2026 Colchester City Council election

17 out of 51 seats to Colchester City Council 26 seats needed for a majority
- Registered: 141,747 (▲1.6%)
- Turnout: 41.2% (▲11.3%)
|  | First party | Second party | Third party |
| Leader | Paul Dundas | Martin Goss | Julie Young |
| Party | Conservative | Liberal Democrats | Labour |
| Last election | 19 seats, 30.0% | 15 seats, 22.9% | 14 seats, 32.5% |
| Seats before | 19 | 14 | 14 |
| Seats won | 5 | 3 | 3 |
| Seats after | 18 | 12 | 12 |
| Seat change | −1 | −2 | −2 |
| Popular vote | 12,384 | 10,949 | 8,322 |
| Percentage | 21.2% | 18.8% | 14.3% |
| Swing | −8.8% | −4.1% | −18.2% |
|  | Fourth party | Fifth party | Sixth party |
| Leader | None | Kemal Çufoğlu |  |
| Party | Reform | Green | Independent |
| Last election | 0 seats, 1.8% | 3 seats, 10.2% | 0 seats, 2.7% |
| Seats before | 0 | 3 | 1 |
| Seats won | 5 | 1 | 0 |
| Seats after | 5 | 3 | 1 |
| Seat change | +5 | Steady | Steady |
| Popular vote | 17,092 | 9,143 | 441 |
| Percentage | 29.3% | 15.7% | 0.8% |
| Swing | +27.5% | +5.5% | −1.9% |
- Winner of each seat at the 2026 Colchester City Council election.
| Leader before election David King Liberal Democrat No overall control | Leader after election Paul Dundas Conservative No overall control |

= 2026 Colchester City Council election =

2026 English local government election

The 2026 Colchester City Council election was held on 7 May 2026 to elect members of Colchester City Council in Essex, England. A third of the seats on the council were up for election. This was on the same day as other local elections and the 2026 Essex County Council election (at which Colchester elected nine county councillors).

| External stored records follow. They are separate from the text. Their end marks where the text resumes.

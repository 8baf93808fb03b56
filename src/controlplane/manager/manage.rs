//! Manage existing backend objects, unmanage, and manageable listings

use serde::{Deserialize, Serialize};
use tracing::{error, info, warn};

use super::LifecycleManager;
use crate::controlplane::locks::ResourceKey;
use crate::controlplane::transitions::VolumeOperation;
use crate::domain::context::OperationContext;
use crate::domain::host::{append_pool, extract_host, same_backend, HostLevel, DEFAULT_POOL_NAME};
use crate::domain::model::{Volume, VolumeStatus};
use crate::domain::ports::{ExistingRef, ManageableDescriptor, ManageableQuery};
use crate::error::{Error, Result};
use crate::manageable::validate_reference;
use crate::message::{Action, Detail, ResourceType};

/// Parameters of a manage-existing request
#[derive(Debug, Clone, Serialize, Deserialize)]
pub struct ManageExistingRequest {
    /// `host@backend` or `host@backend#pool`
    pub host: String,
    pub reference: ExistingRef,
    #[serde(default)]
    pub name: String,
    pub volume_type: Option<String>,
    pub availability_zone: Option<String>,
}

impl LifecycleManager {
    /// Pool to place a managed object on; the first known pool when none is given
    fn manage_placement(&self, host: &str) -> String {
        if host.contains('#') {
            return host.to_string();
        }
        self.scheduler
            .state()
            .pools()
            .into_iter()
            .find(|p| p.backend == host)
            .map(|p| p.host)
            .unwrap_or_else(|| append_pool(host, Some(DEFAULT_POOL_NAME)))
    }

    fn fail_manage(&self, ctx: &mut OperationContext, volume_id: &str, error: Error) -> Error {
        error!("Managing volume {} failed: {}", volume_id, error);
        self.set_volume_status(volume_id, VolumeStatus::ErrorManaging);
        self.record(
            ctx,
            Action::CreateVolumeFromBackend,
            ResourceType::Volume,
            volume_id,
            &error,
            None,
        );
        error
    }

    /// Bring a backend object under management as a new volume
    pub async fn manage_existing(
        &self,
        ctx: &mut OperationContext,
        request: ManageExistingRequest,
    ) -> Result<Volume> {
        let timer = self.metrics.start("manage_existing");
        let result = self.manage_existing_locked(ctx, request).await;
        self.metrics.finish(timer, &result);
        result
    }

    async fn manage_existing_locked(
        &self,
        ctx: &mut OperationContext,
        request: ManageExistingRequest,
    ) -> Result<Volume> {
        validate_reference(&request.reference)?;
        let vtype = self.resolve_volume_type(request.volume_type.as_deref())?;
        let placement = self.manage_placement(&request.host);

        let identifier = request.reference.identifier().unwrap_or_default();
        let backend = extract_host(&placement, HostLevel::Backend, false).unwrap_or_default();
        // Held until the driver has taken over the object
        let _reference = self
            .locks
            .lock(ResourceKey::manage_reference(&backend, identifier))
            .await?;
        let managed = self.store.volumes.count(|v| {
            v.host.as_deref().map_or(false, |h| same_backend(h, &placement))
                && (v.id == identifier || format!("volume-{}", v.id) == identifier)
        });
        if managed > 0 {
            return Err(Error::ManageExistingAlreadyManaged {
                reference: request.reference.to_string(),
            });
        }
        self.quota
            .check_volume(&self.store, ctx.project_id.as_deref(), 0)?;

        let mut volume = Volume::new(request.name, 0);
        let _guard = self.locks.lock(ResourceKey::volume(&volume.id)).await?;
        volume.project_id = ctx.project_id.clone();
        volume.host = Some(placement.clone());
        volume.volume_type_id = Some(vtype.id.clone());
        volume.policy = self.volume_types.resolve_policy(&vtype.id)?;
        volume.availability_zone = Some(
            request
                .availability_zone
                .unwrap_or_else(|| self.settings.availability_zone.clone()),
        );
        let volume = self.store.volumes.insert(volume);
        ctx.set_message_target(Action::CreateVolumeFromBackend, ResourceType::Volume, &volume.id);
        info!(
            "Managing {} on {} as volume {}",
            request.reference, placement, volume.id
        );

        let driver = match self.initialized_driver(Some(&placement)).await {
            Ok(driver) => driver,
            Err(e) => return Err(self.fail_manage(ctx, &volume.id, e)),
        };
        let size = match driver
            .manage_existing_get_size(&volume, &request.reference)
            .await
        {
            Ok(size) => size,
            Err(e) => return Err(self.fail_manage(ctx, &volume.id, e)),
        };
        if let Err(e) = self
            .quota
            .check_extend(&self.store, ctx.project_id.as_deref(), size)
        {
            return Err(self.fail_manage(ctx, &volume.id, e));
        }
        let volume = self.store.volumes.update(&volume.id, |v| v.size = size)?;

        match driver.manage_existing(&volume, &request.reference).await {
            Ok(update) => {
                let volume = self.store.volumes.update(&volume.id, |v| {
                    v.status = VolumeStatus::Available;
                    v.provider_location = update.provider_location;
                    v.metadata.extend(update.metadata);
                })?;
                if let Err(e) = self.scheduler.state().consume(&placement, size) {
                    warn!("Could not account {} GB on {}: {}", size, placement, e);
                }
                info!("Volume {} managed ({} GB)", volume.id, size);
                Ok(volume)
            }
            Err(e) => Err(self.fail_manage(ctx, &volume.id, e)),
        }
    }

    /// Stop managing a volume, leaving its backend object in place
    pub async fn unmanage_volume(&self, ctx: &mut OperationContext, volume_id: &str) -> Result<()> {
        let timer = self.metrics.start("unmanage_volume");
        let result = self.unmanage_volume_locked(ctx, volume_id).await;
        self.metrics.finish(timer, &result);
        result
    }

    async fn unmanage_volume_locked(&self, ctx: &mut OperationContext, volume_id: &str) -> Result<()> {
        let _guard = self.locks.lock(ResourceKey::volume(volume_id)).await?;
        let volume = self.store.volumes.get(volume_id)?;
        VolumeOperation::Unmanage.check(&volume, false)?;
        if self
            .store
            .attachments_for(volume_id)
            .iter()
            .any(|a| a.attach_status.is_live())
        {
            return Err(Error::InvalidVolume {
                reason: format!("volume {} is attached", volume_id),
            });
        }
        if !self.store.snapshots_for(volume_id).is_empty() {
            return Err(Error::InvalidVolume {
                reason: format!("volume {} has snapshots", volume_id),
            });
        }

        ctx.set_message_target(Action::UnmanageVolume, ResourceType::Volume, volume_id);
        let result = match self.initialized_driver(volume.host.as_deref()).await {
            Ok(driver) => driver.unmanage(&volume).await,
            Err(e) => Err(e),
        };
        if let Err(e) = result {
            error!("Unmanaging volume {} failed: {}", volume_id, e);
            self.set_volume_status(volume_id, VolumeStatus::Error);
            self.record_from_context(ctx, &e, Detail::UnknownError);
            return Err(e);
        }

        for attachment in self.store.attachments_for(volume_id) {
            self.store.attachments.soft_delete(&attachment.id)?;
        }
        self.store.volumes.soft_delete(volume_id)?;
        info!("Volume {} unmanaged", volume_id);
        Ok(())
    }

    /// Backend volumes on `host` that could be managed
    pub async fn get_manageable_volumes(
        &self,
        host: &str,
        query: &ManageableQuery,
    ) -> Result<Vec<ManageableDescriptor>> {
        let driver = self.initialized_driver(Some(host)).await?;
        let volumes = self.store.volumes.list(|v| {
            v.host.as_deref().map_or(false, |h| same_backend(h, host))
        });
        driver.get_manageable_volumes(&volumes, query).await
    }

    /// Backend snapshots on `host` that could be managed
    pub async fn get_manageable_snapshots(
        &self,
        host: &str,
        query: &ManageableQuery,
    ) -> Result<Vec<ManageableDescriptor>> {
        let driver = self.initialized_driver(Some(host)).await?;
        let snapshots = self.store.snapshots.list(|s| {
            self.store
                .volumes
                .get(&s.volume_id)
                .ok()
                .and_then(|v| v.host)
                .map_or(false, |h| same_backend(&h, host))
        });
        driver.get_manageable_snapshots(&snapshots, query).await
    }
}

#[cfg(test)]
mod tests {
    use super::super::testing::*;
    use super::*;
    use crate::controlplane::manager::{AttachRequest, CreateVolumeRequest};
    use crate::domain::model::AttachMode;
    use crate::manageable::REASON_ALREADY_MANAGED;
    use assert_matches::assert_matches;

    fn request(reference: ExistingRef) -> ManageExistingRequest {
        ManageExistingRequest {
            host: BACKEND.to_string(),
            reference,
            name: "imported".to_string(),
            volume_type: None,
            availability_zone: None,
        }
    }

    #[tokio::test]
    async fn test_manage_and_unmanage() {
        let f = fixture().await;
        let mut ctx = OperationContext::new();
        f.driver.add_unmanaged_volume("lv-data", 5, false).await;

        let volume = f
            .manager
            .manage_existing(&mut ctx, request(ExistingRef::source_name("lv-data")))
            .await
            .unwrap();
        assert_eq!(volume.status, VolumeStatus::Available);
        assert_eq!(volume.size, 5);
        assert_eq!(volume.host.as_deref(), Some("node1@mem#pool0"));
        assert!(volume.provider_location.is_some());
        assert!(f.driver.has_volume(&volume.id).await);

        assert_matches!(
            f.manager
                .manage_existing(
                    &mut ctx,
                    request(ExistingRef::source_name(format!("volume-{}", volume.id)))
                )
                .await,
            Err(Error::ManageExistingAlreadyManaged { .. })
        );

        f.manager.unmanage_volume(&mut ctx, &volume.id).await.unwrap();
        assert!(f.manager.get_volume(&volume.id).is_err());
        assert!(!f.driver.has_volume(&volume.id).await);
        assert!(ctx.messages().is_empty());
    }

    #[tokio::test]
    async fn test_concurrent_manage_of_same_reference() {
        let f = fixture().await;
        f.driver.add_unmanaged_volume("lv-shared", 3, false).await;
        f.driver
            .instrumentation()
            .set_delay(Some(std::time::Duration::from_millis(20)));

        let mut ctx1 = OperationContext::new();
        let mut ctx2 = OperationContext::new();
        let (first, second) = tokio::join!(
            f.manager
                .manage_existing(&mut ctx1, request(ExistingRef::source_name("lv-shared"))),
            f.manager
                .manage_existing(&mut ctx2, request(ExistingRef::source_name("lv-shared")))
        );

        assert_eq!(first.is_ok() as u8 + second.is_ok() as u8, 1);
        assert_eq!(f.driver.instrumentation().calls("manage_existing"), 1);
        assert_eq!(f.driver.instrumentation().max_in_flight(), 1);
        let available = f
            .manager
            .list_volumes(None)
            .into_iter()
            .filter(|v| v.status == VolumeStatus::Available)
            .count();
        assert_eq!(available, 1);
    }

    #[tokio::test]
    async fn test_empty_reference_rejected_before_backend_call() {
        let f = fixture().await;
        let mut ctx = OperationContext::new();
        let calls = f.driver.instrumentation().total_calls();

        assert_matches!(
            f.manager
                .manage_existing(&mut ctx, request(ExistingRef::default()))
                .await,
            Err(Error::ManageExistingInvalidReference { .. })
        );
        assert_eq!(f.driver.instrumentation().total_calls(), calls);
        assert!(f.manager.list_volumes(None).is_empty());
        assert!(ctx.messages().is_empty());
    }

    #[tokio::test]
    async fn test_unknown_reference_marks_error_managing() {
        let f = fixture().await;
        let mut ctx = OperationContext::new();

        assert_matches!(
            f.manager
                .manage_existing(&mut ctx, request(ExistingRef::source_name("missing")))
                .await,
            Err(Error::ManageExistingInvalidReference { .. })
        );
        let message = ctx.last_message().unwrap();
        assert_eq!(message.action, Action::CreateVolumeFromBackend);
        assert_eq!(message.detail, Detail::UnknownError);
        let volume = f
            .manager
            .get_volume(message.resource_uuid.as_deref().unwrap())
            .unwrap();
        assert_eq!(volume.status, VolumeStatus::ErrorManaging);

        // Terminal error state can still be cleaned up
        f.manager.delete_volume(&mut ctx, &volume.id).await.unwrap();
    }

    #[tokio::test]
    async fn test_unmanage_refuses_attached_volume() {
        let f = fixture().await;
        let mut ctx = OperationContext::new();
        let volume = f
            .manager
            .create_volume(&mut ctx, CreateVolumeRequest::new("v", 1))
            .await
            .unwrap();
        f.manager
            .attach_volume(&mut ctx, &volume.id, AttachRequest::host("h1", AttachMode::Rw))
            .await
            .unwrap();

        assert_matches!(
            f.manager.unmanage_volume(&mut ctx, &volume.id).await,
            Err(Error::InvalidVolume { .. })
        );
        assert_eq!(f.driver.instrumentation().calls("unmanage"), 0);
    }

    #[tokio::test]
    async fn test_manageable_listing_marks_managed_objects() {
        let f = fixture().await;
        let mut ctx = OperationContext::new();
        let volume = f
            .manager
            .create_volume(&mut ctx, CreateVolumeRequest::new("v", 2))
            .await
            .unwrap();
        f.driver.add_unmanaged_volume("free-lv", 7, false).await;
        f.driver.add_unmanaged_volume("busy-lv", 3, true).await;

        let entries = f
            .manager
            .get_manageable_volumes(BACKEND, &ManageableQuery::default())
            .await
            .unwrap();
        assert_eq!(entries.len(), 3);

        let managed = entries
            .iter()
            .find(|e| e.cinder_id.as_deref() == Some(volume.id.as_str()))
            .unwrap();
        assert!(!managed.safe_to_manage);
        assert_eq!(managed.reason_not_safe.as_deref(), Some(REASON_ALREADY_MANAGED));

        let free = entries
            .iter()
            .find(|e| e.reference.name() == Some("free-lv"))
            .unwrap();
        assert!(free.safe_to_manage);

        assert!(f
            .manager
            .get_manageable_snapshots(BACKEND, &ManageableQuery::default())
            .await
            .unwrap()
            .is_empty());
    }
}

Prior to the election, the council was under no overall control; the Conservatives were the largest party but the council was being run by a Liberal Democrat and Labour coalition, led by Liberal Democrat councillor David King. After the election, the council remained under no overall control, with the Conservatives remaining the largest party. A new Conservative and Liberal Democrat coalition subsequently formed, led by Conservative councillor Paul Dundas, who was appointed as leader of the council at a meeting on 3 June 2026.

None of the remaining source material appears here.